(236g) Scale up Analysis of Inductively Heated Metamaterial Reactors

The electrification of heavy industry is critical in the broader effort to decarbonize chemical manufacturing, and the scaling of electrified thermochemical reactors is particularly crucial to meeting industrial demands. Methods such as resistive and microwave heating reactors face considerable scaling challenges in construction feasibility, heating volume, and efficiency, limiting their large-scale deployment for many applications. Induction heating, on the other hand, is an established concept in the metallurgy industry, and industrial induction furnaces are technologically mature and operate at megawatt power levels. For chemical reaction processes, induction heating is further distinguished by its potential for volumetric heating, safe operation, and ease of implementation.

In this work, we explore the potential for scaling up inductively heated reactor systems using a combination of analytical modeling, numerical simulations, and experiments. We will show that heating efficiency, defined as the conversion of external electricity to energy consumed by the chemical reaction process, increases towards values over 90% as the reactor scales up, and that heating efficiency is fundamentally limited by AC-DC electrical power conversion efficiency. This study builds on previous work where we demonstrated a high-efficiency induction-heating reactor termed a metamaterial reactor. Our prototype reactor has a 1.5-inch diameter and utilizes an open-cell SiSiC foam baffle that simultaneously serves as a heating susceptor and catalyst support. Proper tailoring of SiSiC foam's effective electrical conductivity and induction frequency led to reactor conditions supporting uniform radial temperature distributions and a heating efficiency 87%, and we showed that the reactor could be used to perform the reverse water-gas shift (RWGS) reaction across a temperature range of 500 – 650 °C with ideal plug flow behavior.

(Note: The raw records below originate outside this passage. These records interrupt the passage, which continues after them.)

//! The stateful ISO 2022 decoder and encoder.
//!
//! Escape sequences designate character sets to the G0 to G3 slots; this
//! module parses them, tracks the width of each designated set, cuts the
//! input at control bytes, and hands each segment to the right
//! single-charset converter. SI/SO shifting and locking shifts are not
//! supported; DICOM uses the 8-bit form where the high bit selects G1.

use crate::internal::japanese;
use crate::internal::korean;
use crate::internal::registry;
use crate::internal::simplified_chinese;
use crate::internal::utf8::{self, BadCharMode};
use crate::internal::utils;
use crate::CharacterSet;

// Decoder state bits. The low byte stores the key of a non-ISO-2022
// encoding selected by the caller.
pub(crate) const ALTERNATE_CS: u32 = 0x00FF;
pub(crate) const MULTIBYTE_G0: u32 = 0x0100;
pub(crate) const MULTIBYTE_G1: u32 = 0x0200;
pub(crate) const MULTIBYTE_G2: u32 = 0x0400;
pub(crate) const MULTIBYTE_G3: u32 = 0x0800;
pub(crate) const CHARSET96_G0: u32 = 0x1000;
pub(crate) const CHARSET96_G1: u32 = 0x2000;
pub(crate) const CHARSET96_G2: u32 = 0x4000;
pub(crate) const CHARSET96_G3: u32 = 0x8000;

/// The classification of one escape sequence.
///
#[derive(Clone, Copy, PartialEq, Debug)]
pub(crate) enum EscapeType {
  Acs,
  Czd,
  C1d,
  Gzd,
  G1d,
  G2d,
  G3d,
  Docs,
  Irr,
  Ss2,
  Ss3,
  Ls2,
  Ls3,
  Ls1r,
  Ls2r,
  Ls3r,
  Cmd,
  Other,
  Error,
}

/// Returns the length of the escape sequence that starts after an ESC
/// byte: an optional control-sequence introducer with parameter bytes,
/// then intermediate bytes, then one final byte. Returns zero when no
/// valid final byte is found.
///
pub(crate) fn escape_code_length(text: &[u8]) -> usize {
  let mut i = 0;
  if !text.is_empty() && text[0] == b'[' {
    i += 1;
    while i < text.len() && (0x30..=0x3F).contains(&text[i]) {
      i += 1;
    }
  }
  while i < text.len() && (0x20..=0x2F).contains(&text[i]) {
    i += 1;
  }
  if i < text.len() && (0x40..=0x7E).contains(&text[i]) {
    i + 1
  } else {
    0
  }
}

/// Classifies an escape sequence and updates the MULTIBYTE and CHARSET96
/// bits for the G slot it designates.
///
pub(crate) fn escape_type(code: &[u8], state: &mut u32) -> EscapeType {
  if code.len() == 1 {
    match code[0] {
      b'N' => EscapeType::Ss2,
      b'O' => EscapeType::Ss3,
      b'n' => EscapeType::Ls2,
      b'o' => EscapeType::Ls3,
      b'~' => EscapeType::Ls1r,
      b'}' => EscapeType::Ls2r,
      b'|' => EscapeType::Ls3r,
      b'd' => EscapeType::Cmd,
      _ => EscapeType::Other,
    }
  } else if code.len() == 2 {
    match code[0] {
      b' ' => EscapeType::Acs,
      b'!' => EscapeType::Czd,
      b'"' => EscapeType::C1d,
      b'%' => EscapeType::Docs,
      b'&' => EscapeType::Irr,
      b'\'' | b',' => EscapeType::Error,
      b'$' => {
        *state |= MULTIBYTE_G0;
        EscapeType::Gzd
      }
      b'(' => {
        *state &= !MULTIBYTE_G0;
        EscapeType::Gzd
      }
      b')' => {
        *state &= !(MULTIBYTE_G1 | CHARSET96_G1);
        EscapeType::G1d
      }
      b'*' => {
        *state &= !(MULTIBYTE_G2 | CHARSET96_G2);
        EscapeType::G2d
      }
      b'+' => {
        *state &= !(MULTIBYTE_G3 | CHARSET96_G3);
        EscapeType::G3d
      }
      b'-' => {
        *state &= !MULTIBYTE_G1;
        *state |= CHARSET96_G1;
        EscapeType::G1d
      }
      b'.' => {
        *state &= !MULTIBYTE_G2;
        *state |= CHARSET96_G2;
        EscapeType::G2d
      }
      b'/' => {
        *state &= !MULTIBYTE_G3;
        *state |= CHARSET96_G3;
        EscapeType::G3d
      }
      _ => EscapeType::Other,
    }
  } else if code.len() == 3 && code[0] == b'$' {
    match code[1] {
      b'(' => {
        *state |= MULTIBYTE_G0;
        EscapeType::Gzd
      }
      b')' => {
        *state |= MULTIBYTE_G1;
        *state &= !CHARSET96_G1;
        EscapeType::G1d
      }
      b'*' => {
        *state |= MULTIBYTE_G2;
        *state &= !CHARSET96_G2;
        EscapeType::G2d
      }
      b'+' => {
        *state |= MULTIBYTE_G3;
        *state &= !CHARSET96_G3;
        EscapeType::G3d
      }
      b'-' => {
        *state |= MULTIBYTE_G1 | CHARSET96_G1;
        EscapeType::G1d
      }
      b'.' => {
        *state |= MULTIBYTE_G2 | CHARSET96_G2;
        EscapeType::G2d
      }
      b'/' => {
        *state |= MULTIBYTE_G3 | CHARSET96_G3;
        EscapeType::G3d
      }
      _ => EscapeType::Error,
    }
  } else if code.len() == 3 && code[0] == b'%' && code[1] == b'/' {
    EscapeType::Docs
  } else if !code.is_empty() {
    match code[0] {
      b' ' | b'!' | b'"' | b'%' | b'&' | b'\'' | b'$' | b'(' | b')' | b'*'
      | b'+' | b',' | b'-' | b'.' | b'/' => EscapeType::Error,
      _ => EscapeType::Other,
    }
  } else {
    EscapeType::Error
  }
}

/// Finds the character set a designation escape refers to, by matching the
/// sequence against the registry's escape codes.
///
pub(crate) fn charset_from_escape_code(code: &[u8]) -> CharacterSet {
  for info in registry::CHARSETS {
    if info.escape_code.as_bytes().get(..code.len()) == Some(code) {
      return info.key;
    }
  }

  CharacterSet::UNKNOWN
}

/// Sets up the initial designations for a key. DICOM's ISO 2022 decoding
/// does not start from a blank slate: the G1 charset named by the key is
/// designated immediately, and for Japanese, ISO IR 13 puts katakana in G1
/// with romaji in G0. JIS X 0208 and 0212 stay undesignated until their
/// escape sequences arrive.
///
pub(crate) fn init_iso_2022(
  key: CharacterSet,
  charset_g: &mut [CharacterSet; 4],
) -> u32 {
  charset_g[0] = CharacterSet::ISO_2022_IR_6;
  charset_g[1] = CharacterSet::UNKNOWN;
  charset_g[2] = CharacterSet::UNKNOWN;
  charset_g[3] = CharacterSet::UNKNOWN;

  let mut state = 0;

  if key.key() <= CharacterSet::ISO_2022_MAX {
    let mut base = key.key() & CharacterSet::ISO_2022_BASE;

    if base >= CharacterSet::X_EUCKR.key() {
      // Korean and Chinese G1 designations are 94x94 charsets
      state |= MULTIBYTE_G1;
    } else if base >= CharacterSet::ISO_IR_100.key() {
      // the ISO 8859 sets cover 96 positions
      state |= CHARSET96_G1;
    }

    if base <= CharacterSet::ISO_2022_JP_BASE {
      base &= CharacterSet::ISO_IR_13.key();
      if base == CharacterSet::ISO_IR_13.key() {
        // katakana in G1 implies romaji in G0
        charset_g[0] = CharacterSet::ISO_IR_13;
      }
    }
    charset_g[1] = CharacterSet::from_key(base);
  } else {
    // a non-ISO-2022 encoding is in effect
    state = key.key() as u32;
  }

  state
}
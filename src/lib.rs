//! Converts text between the character sets used in DICOM string data and
//! UTF-8.
//!
//! Every supported character set is identified by a [`CharacterSet`] key,
//! resolved from the value of the *'(0008,0005) Specific Character Set'*
//! data element with [`CharacterSet::from_string`]. A key converts whole
//! byte buffers in either direction and reports the offset of the first
//! byte that failed to convert, so callers can decide how strict to be.
//!
//! Besides the two conversion directions there are helpers for scanning
//! multi-valued strings ([`CharacterSet::next_backslash`]), for producing
//! console-safe output ([`CharacterSet::to_safe_utf8`]) and for
//! case-insensitive matching ([`CharacterSet::case_folded_utf8`]).

mod internal;

pub use internal::lookup_table::{
  table_from_bytes, table_to_bytes, LookupTableError,
};

use internal::utf8::{self, BadCharMode};
use internal::{
  iso_2022, japanese, korean, registry, simplified_chinese, single_byte,
  traditional_chinese,
};

/// A character set key. The value combines a base character set with flag
/// bits: bit 5 ([`CharacterSet::ISO_2022`]) marks the escape-driven ISO 2022
/// variant of the base set, and within ISO 2022 the three Japanese sets
/// (ISO IR 13, ISO IR 87 and ISO IR 159) occupy separate low bits so they
/// can be combined in a single key.
///
#[derive(Clone, Copy, Debug, PartialEq, Eq, Hash)]
pub struct CharacterSet(u8);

To analytically deduce efficiency scaling trends with metamaterial reactors, we develop a model that investigates power consumption within the reactor system, as decomposed by useful contributions (i.e., heating of the inlet gas stream and reaction enthalpy) and parasitic contributions (i.e., energy loss via thermal conduction, induction coil heating, and energy dissipation in the amplifier). In our model, we consider the scaling of each linear dimension of the reactor (i.e., diameter and height) by a factor 𝛽, and we adjust gas flow rates to keep mass flow per reactor volume constant. Utilizing our experimental data and analytical expressions to evaluate each component, we establish that these factors scale differently with 𝛽—gas heating, reaction enthalpy, and amplifier loss are proportional to 𝛽³, coil loss is proportional to 𝛽², and thermal conduction loss is proportional to 𝛽. As a result, when projecting these effects for larger reactors, our model anticipates an enhanced overall energy efficiency surpassing 90% when reactor radius approaching 0.25 m, and that the cap in total efficiency is set by the efficiency of the power amplifier.

Numerically, we construct a multiphysics model (implemented in COMSOL Multiphysics) to further investigate the temperature distribution and power consumption characteristics of our reactors. These models combine and couple electromagnetic, heat-transfer, and computational fluid dynamics simulations. Our simulation is first constructed and refined to fit our experimental results and analytical modeling. The model is then extended to scaled up reactor systems to investigate how the heating and temperature profiles evolve as the reactor scales up. The simulations reveal that our inductively heated reactors are capable of sustaining a uniform radial temperature profile and enhanced efficiency as it scales, due to its ability to support volumetric heating capabilities. We also analyze wall-heated reactors and find that they support radial temperature gradients that become increasingly non-uniform as the reactor is scaled up.

To complement these theoretical findings, we experimentally construct reactors with diameters of 1.5 inches and 3 inches and perform the RWGS reaction within each reactor. In this scale up effort, the effective conductivity (σ) of the SiSiC baffle is adjusted such that the penetration depth of the magnetic field into the reactor (skin depth, δ = √(1/πσfμ₀)) scales with the reactor radius. Through an energy consumption analysis and the experimental characterization of temperature profiles within the reactors, we show that the heating efficiency of the reactors increase with reactor diameter in a manner that agrees well with analytic and numerical modeling.